_Work order_: Please copy out every line of the listing below in which the word "FormatDateFailed" appears.

-=-=-

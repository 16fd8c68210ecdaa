//! Error types for the GVD CLI.

use std::io;

/// Errors produced while assembling or running the CLI.
#[derive(Debug, thiserror::Error)]
pub enum GvdError {
    #[error("grammar error: {0}")]
    Grammar(String),

    #[error("mode error: {0}")]
    Mode(String),

    #[error("config error: {0}")]
    Config(String),

    #[error("command error: {0}")]
    Command(String),

    #[error("platform error: {0}")]
    Platform(String),

    #[error("I/O error: {0}")]
    Io(#[from] io::Error),

    #[error("TOML parse error: {0}")]
    TomlParse(#[from] toml::de::Error),

    #[error("format error: {0}")]
    Fmt(#[from] std::fmt::Error),
}

/// Convenience alias.
pub type Result<T> = std::result::Result<T, GvdError>;
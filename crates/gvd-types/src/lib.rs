//! Foundation types shared by the GVD CLI crates.
//!
//! Holds the workspace error enum and the TOML-backed CLI configuration.

pub mod config;
pub mod error;
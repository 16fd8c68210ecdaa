//! Line splitting with quote and backslash handling.
//!
//! Tokens are returned as borrowed spans of the input line. Quotes and
//! escapes are kept verbatim; it is up to the parameter extractor to strip
//! them for string values.

/// A token and its byte offset in the original line.
#[derive(Debug, Clone, Copy, PartialEq, Eq)]
pub struct Token<'a> {
    pub text: &'a str,
    pub start: usize,
}

impl Token<'_> {
    /// Byte offset one past the token's end.
    pub fn end(&self) -> usize {
        self.start + self.text.len()
    }

    pub fn is_quoted(&self) -> bool {
        self.text.starts_with('"')
    }
}

/// Malformed quoting, or too many tokens.
#[derive(Debug, Clone, Copy, PartialEq, Eq)]
pub struct SyntaxError {
    /// Byte offset of the offending character.
    pub position: usize,
}

/// Split `line` into at most `max_tokens` tokens.
///
/// Leading and trailing spaces are ignored and runs of spaces separate
/// tokens. A backslash protects the next character. A double quote toggles
/// quoting; a closing quote must be followed by a space or end of line.
pub fn tokenize(line: &str, max_tokens: usize) -> Result<Vec<Token<'_>>, SyntaxError> {
    let end = line.trim_end_matches(' ').len();
    let bytes = line.as_bytes();
    let mut tokens = Vec::new();
    let mut start: Option<usize> = None;
    let mut escaped = false;
    let mut in_quotes = false;
    let mut i = 0;

    while i < end {
        let b = bytes[i];
        if escaped {
            escaped = false;
            i += 1;
            continue;
        }
        if b == b' ' && !in_quotes {
            if let Some(s) = start.take() {
                tokens.push(Token {
                    text: &line[s..i],
                    start: s,
                });
            }
            i += 1;
            continue;
        }
        if start.is_none() {
            if tokens.len() == max_tokens {
                return Err(SyntaxError { position: i });
            }
            start = Some(i);
        }
        match b {
            b'\\' => escaped = true,
            b'"' if in_quotes => {
                in_quotes = false;
                if i + 1 < end && bytes[i + 1] != b' ' {
                    return Err(SyntaxError { position: i + 1 });
                }
            },
            b'"' => in_quotes = true,
            _ => {},
        }
        i += 1;
    }

    if in_quotes {
        return Err(SyntaxError { position: end });
    }
    if let Some(s) = start {
        tokens.push(Token {
            text: &line[s..end],
            start: s,
        });
    }
    Ok(tokens)
}
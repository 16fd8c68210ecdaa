//! Shared test fixtures: fake platform services and a ready-made CLI.

use std::path::PathBuf;
use std::sync::{Arc, Mutex};

use chrono::{DateTime, Local, TimeZone};
use gvd_platform::{ConsoleLog, ExeInfo, ShellService, SystemInfo, SystemService, TimeService};
use gvd_types::config::CliConfig;
use gvd_types::error::{GvdError, Result};

use crate::cli::Cli;
use crate::commands::{Services, standard_cli};

/// Fixed system snapshot for host "router1".
pub struct FakeSystem;

impl SystemService for FakeSystem {
    fn system_info(&self) -> Result<SystemInfo> {
        Ok(SystemInfo {
            hostname: "router1".into(),
            os_type: "Linux".into(),
            release: "6.1.0".into(),
            version: "#1 SMP".into(),
            machine: "x86_64".into(),
            uptime_secs: 90_061,
            total_mem_kb: 2048,
            process_count: 17,
            exe: Some(ExeInfo {
                path: PathBuf::from("/usr/bin/gvd"),
                modified: fixed_time(),
                owner: "build".into(),
            }),
        })
    }
}

/// A clock stopped at [`fixed_time`].
pub struct FakeClock;

impl TimeService for FakeClock {
    fn now(&self) -> Result<DateTime<Local>> {
        Ok(fixed_time())
    }
}

pub fn fixed_time() -> DateTime<Local> {
    Local
        .with_ymd_and_hms(2024, 3, 5, 14, 7, 9)
        .single()
        .unwrap_or_else(Local::now)
}

/// Records every command and echoes it back; fails on "false".
#[derive(Default)]
pub struct FakeShell {
    pub commands: Mutex<Vec<String>>,
}

impl ShellService for FakeShell {
    fn run(&self, command: &str) -> Result<String> {
        self.commands.lock().unwrap().push(command.to_string());
        if command == "false" {
            return Err(GvdError::Command("exit status 1".into()));
        }
        Ok(format!("ran {command}"))
    }
}

/// Counts flush and clear calls.
#[derive(Default)]
pub struct RecordingConsole {
    pub flushes: Mutex<usize>,
    pub clears: Mutex<usize>,
}

impl ConsoleLog for RecordingConsole {
    fn flush(&self) -> Result<()> {
        *self.flushes.lock().unwrap() += 1;
        Ok(())
    }

    fn clear(&self) -> Result<()> {
        *self.clears.lock().unwrap() += 1;
        Ok(())
    }
}

/// Handles to the fakes behind a [`Services`] bundle.
pub struct Fakes {
    pub shell: Arc<FakeShell>,
    pub console: Arc<RecordingConsole>,
    pub services: Services,
}

impl Fakes {
    pub fn new() -> Self {
        let shell = Arc::new(FakeShell::default());
        let console = Arc::new(RecordingConsole::default());
        let services = Services {
            system: Arc::new(FakeSystem),
            time: Arc::new(FakeClock),
            shell: Arc::clone(&shell) as Arc<dyn ShellService>,
            console: Arc::clone(&console) as Arc<dyn ConsoleLog>,
        };
        Self {
            shell,
            console,
            services,
        }
    }

    /// Standard CLI over these fakes with the default configuration.
    pub fn cli(&self) -> Cli {
        standard_cli(CliConfig::default(), &self.services).unwrap()
    }
}
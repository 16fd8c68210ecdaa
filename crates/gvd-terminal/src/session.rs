//! Per-terminal session state and the per-call request context.

use std::collections::HashMap;
use std::fmt;

use crate::mode::{ModeId, Transition};

/// State of one terminal attached to the CLI.
#[derive(Debug, Clone, PartialEq, Eq)]
pub struct Session {
    pub(crate) mode: ModeId,
}

impl Session {
    pub(crate) fn new(mode: ModeId) -> Self {
        Self { mode }
    }

    /// Mode the session is currently in.
    pub fn mode(&self) -> ModeId {
        self.mode
    }
}

/// A captured parameter value.
#[derive(Debug, Clone, PartialEq, Eq)]
pub enum Value {
    Int(i64),
    Str(String),
    Time { hour: u8, minute: u8 },
}

/// What a command asks the terminal to do next.
#[derive(Debug, Clone, Copy, PartialEq, Eq)]
pub enum Signal {
    Continue,
    /// Close the session.
    Exit,
}

/// Result of executing one line.
#[derive(Debug, Clone, PartialEq, Eq)]
pub struct Reply {
    pub signal: Signal,
    pub output: String,
}

/// Context handed to command handlers, predicates, and help suppliers.
///
/// Created fresh for every call and dropped when the call returns, so
/// captured values never leak between requests. Output is written through
/// [`fmt::Write`].
#[derive(Debug)]
pub struct Request {
    mode: ModeId,
    params: HashMap<String, Value>,
    negated: bool,
    defaulted: bool,
    flag: i64,
    out: String,
    transition: Option<Transition>,
}

impl Request {
    pub(crate) fn new(mode: ModeId) -> Self {
        Self {
            mode,
            params: HashMap::new(),
            negated: false,
            defaulted: false,
            flag: 0,
            out: String::new(),
            transition: None,
        }
    }

    /// Mode of the session issuing the request.
    pub fn mode(&self) -> ModeId {
        self.mode
    }

    pub fn int(&self, name: &str) -> Option<i64> {
        match self.params.get(name) {
            Some(Value::Int(n)) => Some(*n),
            _ => None,
        }
    }

    pub fn str(&self, name: &str) -> Option<&str> {
        match self.params.get(name) {
            Some(Value::Str(s)) => Some(s),
            _ => None,
        }
    }

    /// Captured `hh:mm` value as `(hour, minute)`.
    pub fn time(&self, name: &str) -> Option<(u8, u8)> {
        match self.params.get(name) {
            Some(Value::Time { hour, minute }) => Some((*hour, *minute)),
            _ => None,
        }
    }

    pub fn value(&self, name: &str) -> Option<&Value> {
        self.params.get(name)
    }

    /// The line was prefixed with "no".
    pub fn negated(&self) -> bool {
        self.negated
    }

    /// The line was prefixed with "default".
    pub fn defaulted(&self) -> bool {
        self.defaulted
    }

    /// Flag value carried by the terminal node that matched.
    pub fn flag(&self) -> i64 {
        self.flag
    }

    /// Leave the current mode for its parent once the handler returns.
    pub fn exit_mode(&mut self) {
        self.transition = Some(Transition::Parent);
    }

    /// Return to the apex mode once the handler returns.
    pub fn end_mode(&mut self) {
        self.transition = Some(Transition::Apex);
    }

    pub(crate) fn capture(&mut self, name: &str, value: Value) {
        self.params.insert(name.to_string(), value);
    }

    pub(crate) fn set_negated(&mut self) {
        self.negated = true;
    }

    pub(crate) fn set_defaulted(&mut self) {
        self.defaulted = true;
    }

    pub(crate) fn set_flag(&mut self, flag: i64) {
        self.flag = flag;
    }

    pub(crate) fn transition(&self) -> Option<Transition> {
        self.transition
    }

    pub(crate) fn take_output(&mut self) -> String {
        std::mem::take(&mut self.out)
    }
}

impl fmt::Write for Request {
    fn write_str(&mut self, s: &str) -> fmt::Result {
        self.out.push_str(s);
        Ok(())
    }
}
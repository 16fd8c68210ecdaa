//! GVD console entry point.
//!
//! Reads commands from standard input, one per line. End a line with `?`
//! for context help or with a tab for completion; `quit` leaves.

mod console;
mod repl;

use std::path::PathBuf;
use std::sync::Arc;

use anyhow::{Context, Result};

use console::ConsoleTranscript;
use gvd_platform::LinuxPlatform;
use gvd_terminal::{Services, standard_cli};
use gvd_types::config::CliConfig;

fn main() -> Result<()> {
    env_logger::Builder::from_env(env_logger::Env::default().default_filter_or("warn")).init();

    // Resolve config from CLI arg, GVD_CONFIG env var, or the working directory.
    let config_path: PathBuf = std::env::args()
        .nth(1)
        .or_else(|| std::env::var("GVD_CONFIG").ok())
        .unwrap_or_else(|| "gvd.toml".to_string())
        .into();
    let config = CliConfig::resolve(&config_path)
        .with_context(|| format!("loading {}", config_path.display()))?;
    log::info!("Starting GVD (config {})", config_path.display());

    let transcript = Arc::new(
        ConsoleTranscript::create(&config.logfile)
            .with_context(|| format!("opening console log {}", config.logfile.display()))?,
    );

    let platform = Arc::new(LinuxPlatform::new());
    let services = Services {
        system: Arc::clone(&platform) as _,
        time: Arc::clone(&platform) as _,
        shell: platform,
        console: Arc::clone(&transcript) as _,
    };

    let banner = config.banner;
    let cli = standard_cli(config, &services)?;
    log::info!(
        "CLI ready on host {} (console log {})",
        cli.hostname(),
        transcript.path().display()
    );

    let stdin = std::io::stdin();
    repl::run(&cli, &transcript, banner, stdin.lock(), std::io::stdout())?;

    log::info!("GVD shut down");
    Ok(())
}
//! Platform abstraction layer.
//!
//! Command handlers never touch the host directly. They go through the
//! service traits defined here, which the Linux implementation backs with
//! `/proc`, `chrono` and `sh`.

mod services;

pub use services::{
    ConsoleLog, ExeInfo, LinuxPlatform, ShellService, SystemInfo, SystemService, TimeService,
};
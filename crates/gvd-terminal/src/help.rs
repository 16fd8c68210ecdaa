//! Context help: collecting admissible continuations and laying them out.

use std::cmp::Ordering;
use std::fmt;

use crate::node::NodeKind;
use crate::parser::{Chain, keyword_prefix};
use crate::session::Request;
use crate::tree::{CommandTree, NodeId};

/// Layout settings for help listings.
#[derive(Debug, Clone, Copy)]
pub(crate) struct Layout {
    pub width: usize,
    pub indent: usize,
}

/// Candidates at `head` matching `filter`, in display order: help
/// suppliers first, `<cr>` last, everything else by label.
///
/// An empty filter admits every real node; otherwise only keywords the
/// filter abbreviates qualify.
pub(crate) fn collect(tree: &CommandTree, req: &Request, head: NodeId, filter: &str) -> Vec<NodeId> {
    let mut picked: Vec<NodeId> = Chain::new(tree, req, head)
        .filter(|&id| {
            let node = tree.node(id);
            match node.kind {
                NodeKind::Dead | NodeKind::IfElse { .. } => false,
                _ if filter.is_empty() => true,
                _ => node.kind.is_keyword() && keyword_prefix(&node.label, filter),
            }
        })
        .collect();
    picked.sort_by(|&a, &b| display_order(tree, a, b));
    picked
}

fn display_order(tree: &CommandTree, a: NodeId, b: NodeId) -> Ordering {
    let rank = |id: NodeId| match tree.node(id).kind {
        NodeKind::Help { .. } => 0,
        NodeKind::End { .. } => 2,
        _ => 1,
    };
    rank(a)
        .cmp(&rank(b))
        .then_with(|| tree.node(a).label.cmp(&tree.node(b).label))
}

/// Render a help listing for `picked`, headed by `mode_name`.
///
/// A help supplier at the head is printed as its text followed by whatever
/// the supplier writes into `req`. A failing supplier fails the listing.
pub(crate) fn render(
    tree: &CommandTree,
    req: &mut Request,
    picked: &[NodeId],
    mode_name: &str,
    layout: Layout,
) -> Result<String, fmt::Error> {
    let mut out = format!("{mode_name} commands:\n");
    let mut rest = picked;

    if let Some((&first, tail)) = picked.split_first()
        && let NodeKind::Help { supplier } = &tree.node(first).kind
    {
        let text = &tree.node(first).help;
        if !text.is_empty() {
            out.push_str(text);
            out.push('\n');
        }
        supplier(req)?;
        out.push_str(&req.take_output());
        rest = tail;
    }

    let widest = picked
        .iter()
        .map(|&id| tree.node(id).label.chars().count())
        .max()
        .unwrap_or(0);
    let pad = " ".repeat(layout.indent);
    let column = widest + layout.indent * 2;
    for &id in rest {
        let node = tree.node(id);
        out.push_str(&pad);
        out.push_str(&node.label);
        out.push_str(&" ".repeat(widest - node.label.chars().count()));
        out.push_str(&pad);
        out.push_str(&wrap(&node.help, column, layout.width));
    }
    out.push('\n');
    Ok(out)
}

/// Word-wrap `text` into lines fitting between `indent` and `width`.
///
/// The first line is assumed to already sit at `indent`; continuation
/// lines are prefixed with `indent` spaces. Words longer than the room
/// available are hard-cut.
pub(crate) fn wrap(text: &str, indent: usize, width: usize) -> String {
    if text.is_empty() {
        return "\n".to_string();
    }
    if indent >= width {
        return format!("{text}\n");
    }

    let room = width - indent;
    let mut out = String::new();
    let mut rest: Vec<char> = text.chars().collect();
    let mut first = true;
    while !rest.is_empty() {
        if !first {
            out.push_str(&" ".repeat(indent));
        }
        first = false;

        if rest.len() <= room {
            out.extend(rest.iter());
            out.push('\n');
            break;
        }

        // Last space at or before the column just past the room.
        let (line_end, next) = match (1..=room).rev().find(|&i| rest[i] == ' ') {
            None => (room, room),
            Some(space) => {
                let end = (1..=space).rev().find(|&i| rest[i - 1] != ' ').unwrap_or(0);
                let next = (space..rest.len())
                    .find(|&i| rest[i] != ' ')
                    .unwrap_or(rest.len());
                (end, next)
            },
        };
        out.extend(rest[..line_end].iter());
        out.push('\n');
        rest.drain(..next);
    }
    out
}

#[cfg(test)]
mod tests {
    use super::*;
    use crate::mode::{ModeDef, ModeId, ModeTable};
    use crate::node::Node;
    use crate::session::Signal;
    use std::fmt::Write;

    const TOP: ModeId = ModeId::new("top");

    fn ok(_: &mut Request) -> gvd_types::error::Result<Signal> {
        Ok(Signal::Continue)
    }

    fn tree(chain: Vec<Node>) -> CommandTree {
        let modes = ModeTable::new(vec![ModeDef::apex(TOP, "Exec")]).unwrap();
        CommandTree::freeze(chain, modes.get(TOP).unwrap())
    }

    const LAYOUT: Layout = Layout {
        width: 80,
        indent: 2,
    };

    #[test]
    fn wrap_short_text_single_line() {
        assert_eq!(wrap("System time", 10, 80), "System time\n");
    }

    #[test]
    fn wrap_empty_text_is_blank_line() {
        assert_eq!(wrap("", 10, 80), "\n");
    }

    #[test]
    fn wrap_breaks_on_last_space() {
        assert_eq!(wrap("aaa bbb ccc", 4, 11), "aaa bbb\n    ccc\n");
        assert_eq!(wrap("aaa bbb ccc", 4, 9), "aaa\n    bbb\n    ccc\n");
    }

    #[test]
    fn wrap_exact_fit_breaks_at_following_space() {
        assert_eq!(wrap("abcd efgh", 0, 4), "abcd\nefgh\n");
    }

    #[test]
    fn wrap_trims_runs_of_spaces() {
        assert_eq!(wrap("ab   cdefgh", 0, 6), "ab\ncdefgh\n");
    }

    #[test]
    fn wrap_hard_cuts_long_words() {
        assert_eq!(wrap("abcdefghij", 2, 6), "abcd\n  efgh\n  ij\n");
    }

    #[test]
    fn collect_orders_labels_with_cr_last() {
        let t = tree(vec![Node::keyword("logfile", "").then([
            Node::keyword("flush", "").then([Node::end(ok)]),
            Node::keyword("clear", "").then([Node::end(ok)]),
            Node::end(ok),
        ])]);
        let req = Request::new(TOP);
        let head = t.node(t.root()).accept();
        let labels: Vec<&str> = collect(&t, &req, head, "")
            .into_iter()
            .map(|id| t.node(id).label())
            .collect();
        assert_eq!(labels, vec!["clear", "flush", "<cr>"]);
    }

    #[test]
    fn collect_filter_only_admits_keywords() {
        let t = tree(vec![
            Node::keyword("show", "").then([Node::end(ok)]),
            Node::keyword("shell", "").then([Node::end(ok)]),
            Node::text("s", "").then([Node::end(ok)]),
        ]);
        let req = Request::new(TOP);
        let labels: Vec<&str> = collect(&t, &req, t.root(), "SH")
            .into_iter()
            .map(|id| t.node(id).label())
            .collect();
        assert_eq!(labels, vec!["shell", "show"]);
    }

    #[test]
    fn render_aligns_and_wraps() {
        let t = tree(vec![
            Node::keyword("quit", "Exit the CLI").then([Node::end(ok)]),
            Node::keyword("configure", "Enter configuration mode").then([Node::end(ok)]),
        ]);
        let mut req = Request::new(TOP);
        let picked = collect(&t, &req, t.root(), "");
        let out = render(&t, &mut req, &picked, "Exec", LAYOUT).unwrap();
        assert_eq!(
            out,
            "Exec commands:\n  configure  Enter configuration mode\n  quit       Exit the CLI\n\n"
        );
    }

    #[test]
    fn render_help_supplier_first() {
        let t = tree(vec![Node::help("Days:", |req: &mut Request| {
            writeln!(req, "  Monday..Sunday")
        })
        .then([Node::week_day("day", "Day of week").then([Node::end(ok)])])]);
        let mut req = Request::new(TOP);
        let picked = collect(&t, &req, t.root(), "");
        let out = render(&t, &mut req, &picked, "Exec", LAYOUT).unwrap();
        assert_eq!(
            out,
            "Exec commands:\nDays:\n  Monday..Sunday\n  DAY  Day of week\n\n"
        );
    }

    #[test]
    fn render_fails_with_supplier() {
        let t = tree(vec![Node::help("", |_: &mut Request| Err(std::fmt::Error))
            .then([Node::week_day("day", "Day of week").then([Node::end(ok)])])]);
        let mut req = Request::new(TOP);
        let picked = collect(&t, &req, t.root(), "");
        assert!(render(&t, &mut req, &picked, "Exec", LAYOUT).is_err());
    }
}
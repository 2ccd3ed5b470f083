use crate::error::foundation::FoundationError;
use crate::error::foundation::FoundationError::{FormatDateFailed, InvalidUserName, NoUserName};
use time::{Date, OffsetDateTime, macros::format_description};

/// Name of the user running the process, as reported by the OS.
pub fn get_user_name() -> Result<String, FoundationError> {
    let user = whoami::fallible::username().map_err(NoUserName)?;
    validate_user_name(user)
}

/// A user name ends up as a single segment of a remote key.
pub fn validate_user_name(user: String) -> Result<String, FoundationError> {
    if user.is_empty() || user.contains('/') {
        Err(InvalidUserName(user))
    } else {
        Ok(user)
    }
}

/// Today's date in the local time zone, or in UTC when the local offset
/// cannot be determined (e.g. multi-threaded processes on some platforms).
pub fn get_current_date() -> Date {
    OffsetDateTime::now_local()
        .unwrap_or_else(|_| OffsetDateTime::now_utc())
        .date()
}

/// Formats a date as `YYYY-MM-DD`.
pub fn format_date(date: Date) -> Result<String, FoundationError> {
    date.format(format_description!("[year]-[month]-[day]"))
        .map_err(FormatDateFailed)
}
pub mod document;
pub mod foundation;
pub mod fs;
pub mod structured_file;
use crate::document::NodePath;
use thiserror::Error;

#[derive(Error, Debug, PartialEq)]
pub enum SetDeepError {
    #[error("cannot descend into scalar at {0}")]
    ScalarInPath(NodePath),

    #[error("index {index} is out of bounds at {at} (length {len})")]
    IndexOutOfBounds { at: NodePath, index: usize, len: usize },

    #[error("cannot use key '{key}' on sequence at {at}")]
    KeyOnSequence { at: NodePath, key: String },

    #[error("cannot use index {index} on map at {at}")]
    IndexOnMap { at: NodePath, index: usize },
}
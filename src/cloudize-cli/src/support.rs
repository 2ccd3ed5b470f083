use slog::{Drain, Level, Logger};

pub struct TermLogFormat<D>
where
    D: slog_term::Decorator,
{
    decorator: D,
}

impl<D: slog_term::Decorator> TermLogFormat<D> {
    pub fn new(decorator: D) -> TermLogFormat<D> {
        TermLogFormat { decorator }
    }
}

impl<D: slog_term::Decorator> slog::Drain for TermLogFormat<D> {
    type Ok = ();
    type Err = std::io::Error;

    fn log(
        &self,
        record: &slog::Record<'_>,
        values: &slog::OwnedKVList,
    ) -> std::result::Result<Self::Ok, Self::Err> {
        self.decorator.with_record(record, values, |decorator| {
            if record.level() <= slog::Level::Warning {
                decorator.start_level()?;
                write!(decorator, "{}: ", record.level().as_str())?;
                // start_whitespace resets to normal coloring after printing the level
                decorator.start_whitespace()?;
            }

            decorator.start_msg()?;
            write!(decorator, "{}", record.msg())?;

            decorator.start_whitespace()?;
            writeln!(decorator)?;

            decorator.flush()?;
            Ok(())
        })
    }
}

/// `verbose_level` is the number of `-v` minus the number of `-q`. Below -3
/// nothing is logged at all.
pub(crate) fn log_level(verbose_level: i64) -> Option<Level> {
    match verbose_level {
        i64::MIN..=-4 => None,
        -3 => Some(Level::Critical),
        -2 => Some(Level::Error),
        -1 => Some(Level::Warning),
        0 => Some(Level::Info),
        1 => Some(Level::Debug),
        _ => Some(Level::Trace),
    }
}

pub(crate) fn new_logger(verbose_level: i64) -> Logger {
    let Some(level) = log_level(verbose_level) else {
        return Logger::root(slog::Discard, slog::o!());
    };
    let decorator = slog_term::TermDecorator::new().stderr().build();
    let drain = TermLogFormat::new(decorator).fuse();
    let drain = slog::LevelFilter::new(drain, level).fuse();
    let drain = slog_async::Async::new(drain).build().fuse();
    Logger::root(drain, slog::o!())
}
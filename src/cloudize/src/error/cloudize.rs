use crate::error::{PlanNamespaceError, RewriteError, UploadError};
use cloudize_core::error::structured_file::StructuredFileError;
use thiserror::Error;

/// Errors encountered while preparing a workflow for the cloud.
#[derive(Error, Debug)]
pub enum CloudizeError {
    /// The inputs document could not be read.
    #[error("Failed to load workflow inputs")]
    LoadInputsFailed(#[source] StructuredFileError),

    /// The workflow definition could not be read.
    #[error("Failed to load workflow definition")]
    LoadWorkflowFailed(#[source] StructuredFileError),

    /// Remote keys could not be assigned.
    #[error(transparent)]
    PlanNamespace(#[from] PlanNamespaceError),

    /// The rewritten inputs document could not be produced.
    #[error(transparent)]
    Rewrite(#[from] RewriteError),

    /// The rewritten inputs document could not be written.
    #[error("Failed to save rewritten workflow inputs")]
    SaveOutputFailed(#[source] StructuredFileError),

    /// A file could not be uploaded.
    #[error(transparent)]
    Upload(#[from] UploadError),
}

-=-=-

_Solution below_:
use crate::error::foundation::FoundationError::{FormatDateFailed, InvalidUserName, NoUserName};
        .map_err(FormatDateFailed)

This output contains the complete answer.